Editor’s Blog

Steffie Corcoran, Editor
Photo by JOHN JERNIGAN
In Which the Editor Gripes About the State of Journalism
By Steffie Corcoran
May 20, 2013
On a recent Friday off, I was checking my work email en route to the Ozarks for a sister getaway weekend. (She was driving.) Even for editors who work on a bimonthly print publication like Oklahoma Today, it’s rare to completely unplug on days off. And weekends. And evenings. And while waiting for anything, anywhere. Or at least it is for me, with my work email right there on my Samsung Galaxy S3.
I scrolled through several emails until I landed on one from a reporter for an out-of-state newspaper. She’d received a press release from us several weeks earlier and now wished to put together a story based on a feature in a recent issue. Would that be okay? She would need the actual story, too, and by the way, could we get her a few high-resolution images of destinations from the feature by the end of the day?
Any positive exposure for Oklahoma Today is a net positive in my book. So I quickly emailed our production assistant, Bridgette Oliver, and asked if she could prepare a PDF of the story and send it to the reporter. And I emailed Megan Rossman, our photography editor, who knows more about image usage and licensing than anyone I know, and asked her to send the reporter a few relevant photos from our agency’s database, since the images that appeared in the story were still under embargo and there was no time to track down photographers to ask them for special permission. I emailed the reporter back to let her know that I was out of the office but that Megan and Bridgette would take care of her.
Meanwhile, my sister continued east on State Highway 412, bound for Eureka Springs.
An hour or two later, I checked my email again, because I like to see things through and because I have a touch of obsessive-compulsive disorder. Megan had sent the reporter a few photos. And Bridgette wasn’t in the office, so Megan had passed the PDF request off to our production manager, Colleen McIntyre.
That was a nonstarter, because Bridgette, on her day off, had already sent the PDF. So had Colleen. A twofer!
Within three hours of the original emailed request from an out-of-state reporter, four Oklahoma Today staff members—two of whom were not working that day--had mobilized to fulfill a rush request. As Kelley and I approached Eureka Springs, where it was—get this—SNOWING in MAY, the part of my heart that loves getting things done was filled with pride that a can-do spirit is a force for good in the world.
Kel and I, against the backdrop of a cold snap the likes of which hadn’t been seen in that part of the Ozarks for almost two centuries, bought hand-crafted jewelry, healing crystals, and bird tchotchkes; dined on grilled-cheese sandwiches, tapenade, and the best coconut cream pie in the universe; and sipped wine in our own history-making ways.
I started the work day on Monday the same way I always do—by checking my email.
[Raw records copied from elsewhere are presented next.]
//! Wall model and maze generation.
//!
//! A [`Grid`] is a dense `cols x rows` block of cells, each carrying four wall
//! flags. [`Grid::generate`] carves it into a perfect maze with an iterative
//! randomized depth-first backtracker.

use std::collections::VecDeque;

use log::debug;
use rand::rngs::StdRng;
use rand::seq::SliceRandom;
use rand::{Rng, SeedableRng};

use crate::error::MazeError;

/// One of the four wall slots of a cell.
#[derive(Clone, Copy, Debug, PartialEq, Eq, Hash)]
pub enum Side {
    Top,
    Right,
    Bottom,
    Left,
}

impl Side {
    /// Enumeration order used when collecting neighbor candidates.
    pub const ALL: [Side; 4] = [Side::Top, Side::Right, Side::Bottom, Side::Left];

    /// Top <-> Bottom, Right <-> Left.
    pub fn opposite(self) -> Side {
        match self {
            Side::Top => Side::Bottom,
            Side::Right => Side::Left,
            Side::Bottom => Side::Top,
            Side::Left => Side::Right,
        }
    }

    pub fn delta(self) -> (isize, isize) {
        match self {
            Side::Top => (0, -1),
            Side::Right => (1, 0),
            Side::Bottom => (0, 1),
            Side::Left => (-1, 0),
        }
    }

    pub fn index(self) -> usize {
        match self {
            Side::Top => 0,
            Side::Right => 1,
            Side::Bottom => 2,
            Side::Left => 3,
        }
    }
}

/// A move command.
#[derive(Clone, Copy, Debug, PartialEq, Eq, Hash)]
pub enum Dir {
    Up,
    Right,
    Down,
    Left,
}

impl Dir {
    pub const ALL: [Dir; 4] = [Dir::Up, Dir::Right, Dir::Down, Dir::Left];

    /// The wall slot a move in this direction has to pass through.
    pub fn side(self) -> Side {
        match self {
            Dir::Up => Side::Top,
            Dir::Right => Side::Right,
            Dir::Down => Side::Bottom,
            Dir::Left => Side::Left,
        }
    }
}

#[derive(Clone, Copy, Debug, Default, PartialEq, Eq, Hash)]
pub struct Pos {
    pub x: usize,
    pub y: usize,
}

impl Pos {
    pub fn new(x: usize, y: usize) -> Self {
        Self { x, y }
    }
}

/// Grid size, guaranteed to be at least 1x1.
#[derive(Clone, Copy, Debug, PartialEq, Eq)]
pub struct Dimensions {
    cols: usize,
    rows: usize,
}

impl Dimensions {
    pub fn new(cols: usize, rows: usize) -> Result<Self, MazeError> {
        if cols == 0 || rows == 0 {
            return Err(MazeError::EmptyGrid { cols, rows });
        }
        Ok(Self { cols, rows })
    }

    pub fn cols(&self) -> usize {
        self.cols
    }

    pub fn rows(&self) -> usize {
        self.rows
    }

    pub fn area(&self) -> usize {
        self.cols * self.rows
    }

    pub fn contains(&self, x: isize, y: isize) -> bool {
        x >= 0 && y >= 0 && (x as usize) < self.cols && (y as usize) < self.rows
    }
}

#[derive(Clone, Copy, Debug, PartialEq, Eq)]
pub struct Cell {
    walls: [bool; 4],
}

impl Default for Cell {
    fn default() -> Self {
        Self { walls: [true; 4] }
    }
}

impl Cell {
    pub fn has_wall(&self, side: Side) -> bool {
        self.walls[side.index()]
    }
}

#[derive(Clone, Debug, PartialEq, Eq)]
pub struct Grid {
    dims: Dimensions,
    cells: Vec<Cell>,
}

impl Grid {
    /// A fully walled grid, nothing carved.
    pub fn new(dims: Dimensions) -> Self {
        Self {
            dims,
            cells: vec![Cell::default(); dims.area()],
        }
    }

    /// Carves a perfect maze. Output depends only on `dims` and the draws taken
    /// from `rng`, so a seeded generator reproduces the same topology.
    pub fn generate(dims: Dimensions, rng: &mut impl Rng) -> Self {
        let mut grid = Self::new(dims);
        let mut visited = vec![false; dims.area()];
        let mut stack: Vec<Pos> = Vec::new();
        let mut current = Pos::new(0, 0);
        visited[0] = true;

        loop {
            let candidates: Vec<(Side, Pos)> = Side::ALL
                .iter()
                .filter_map(|&side| grid.neighbor(current, side).map(|n| (side, n)))
                .filter(|(_, n)| !visited[grid.flat(*n)])
                .collect();

            if let Some(&(side, next)) = candidates.choose(rng) {
                visited[grid.flat(next)] = true;
                stack.push(current);
                grid.carve(current, side);
                current = next;
            } else if let Some(prev) = stack.pop() {
                current = prev;
            } else {
                break;
            }
        }

        debug!(
            "generated {}x{} maze with {} open edges",
            dims.cols(),
            dims.rows(),
            grid.open_edge_count()
        );
        debug_assert!(grid.is_perfect());
        grid
    }

    /// Seeded when `seed` is given, otherwise drawn from thread-local entropy.
    pub fn generate_with(cols: usize, rows: usize, seed: Option<u64>) -> Result<Self, MazeError> {
        let dims = Dimensions::new(cols, rows)?;
        let grid = match seed {
            Some(seed) => Self::generate(dims, &mut StdRng::seed_from_u64(seed)),
            None => Self::generate(dims, &mut rand::thread_rng()),
        };
        Ok(grid)
    }

    pub fn dims(&self) -> Dimensions {
        self.dims
    }

    pub fn cols(&self) -> usize {
        self.dims.cols()
    }

    pub fn rows(&self) -> usize {
        self.dims.rows()
    }

    /// Row-major index, `None` when outside the grid.
    pub fn index(&self, x: isize, y: isize) -> Option<usize> {
        if !self.dims.contains(x, y) {
            return None;
        }
        Some(x as usize + y as usize * self.cols())
    }

    fn flat(&self, pos: Pos) -> usize {
        pos.x + pos.y * self.cols()
    }

    pub fn cell(&self, pos: Pos) -> Option<&Cell> {
        self.index(pos.x as isize, pos.y as isize).map(|idx| &self.cells[idx])
    }

    pub fn neighbor(&self, pos: Pos, side: Side) -> Option<Pos> {
        let (dx, dy) = side.delta();
        let nx = pos.x as isize + dx;
        let ny = pos.y as isize + dy;
        self.index(nx, ny).map(|_| Pos::new(nx as usize, ny as usize))
    }

    /// Cells outside the grid count as fully walled.
    pub fn has_wall(&self, pos: Pos, side: Side) -> bool {
        self.cell(pos).map_or(true, |c| c.has_wall(side))
    }

    /// Removes the wall between `pos` and its neighbor on `side`, on both
    /// cells. Returns false if there is no neighbor on that side.
    pub fn carve(&mut self, pos: Pos, side: Side) -> bool {
        let Some(next) = self.neighbor(pos, side) else {
            return false;
        };
        let a = self.flat(pos);
        let b = self.flat(next);
        self.cells[a].walls[side.index()] = false;
        self.cells[b].walls[side.opposite().index()] = false;
        true
    }

    /// Open edges counted once each, by looking only right and down.
    pub fn open_edge_count(&self) -> usize {
        let mut count = 0;
        for y in 0..self.rows() {
            for x in 0..self.cols() {
                let pos = Pos::new(x, y);
                for side in [Side::Right, Side::Bottom] {
                    if self.neighbor(pos, side).is_some() && !self.has_wall(pos, side) {
                        count += 1;
                    }
                }
            }
        }
        count
    }

    /// Cells reachable from `start` through open walls.
    pub fn reachable_from(&self, start: Pos) -> Vec<bool> {
        let mut seen = vec![false; self.dims.area()];
        if self.cell(start).is_none() {
            return seen;
        }
        let mut q = VecDeque::new();
        seen[self.flat(start)] = true;
        q.push_back(start);
        while let Some(pos) = q.pop_front() {
            for side in Side::ALL {
                if self.has_wall(pos, side) {
                    continue;
                }
                let Some(next) = self.neighbor(pos, side) else {
                    continue;
                };
                let idx = self.flat(next);
                if !seen[idx] {
                    seen[idx] = true;
                    q.push_back(next);
                }
            }
        }
        seen
    }

    /// Walls agree pairwise, every cell is reachable and there are exactly
    /// `cols * rows - 1` passages.
    pub fn is_perfect(&self) -> bool {
        self.walls_consistent()
            && self.open_edge_count() == self.dims.area() - 1
            && self.reachable_from(Pos::new(0, 0)).iter().all(|&r| r)
    }

    pub fn walls_consistent(&self) -> bool {
        for y in 0..self.rows() {
            for x in 0..self.cols() {
                let pos = Pos::new(x, y);
                for side in Side::ALL {
                    match self.neighbor(pos, side) {
                        Some(next) => {
                            if self.has_wall(pos, side) != self.has_wall(next, side.opposite()) {
                                return false;
                            }
                        }
                        None => {
                            if !self.has_wall(pos, side) {
                                return false;
                            }
                        }
                    }
                }
            }
        }
        true
    }
}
I was curious to find out what the reporter had put together.
(Crickets)
Ever desirous of fulfilling the old-school communication triangle, I wrote to ask her if she had indeed received everything she needed.
“Oh yes!” she immediately replied, attaching the story she had written for her paper based on our travel feature.
What I found when I read the piece was the kind of “repackaging” of content that has redefined, and not in a good way, in my opinion, twenty-first-century journalism. The reporter had submitted an amalgam of our press release and snippets from the feature, including quotes that appeared in our piece. There was zero original reporting. We received full attribution, but the whys and wherefores of the entire exercise baffled me.
Here is my best guess: More than likely, the reporter had little interest in our feature. She was probably facing down a deadline for the Sunday paper, and, revisiting recent press releases, did what she needed to do to fill that space. (Why she hadn’t instead spent her time doing some original reporting in her own market was a mystery.) Had I been in the office that day, I probably would have questioned her about her plans a bit more thoroughly. And if wishes were fishes, we’d all be Jesus.
Despite my irritation, this incident raises an important question: What is journalism—in some institutions, like my alma mater, it’s now called, shudder, “media and strategic communications”—in a 24/7 media cycle era?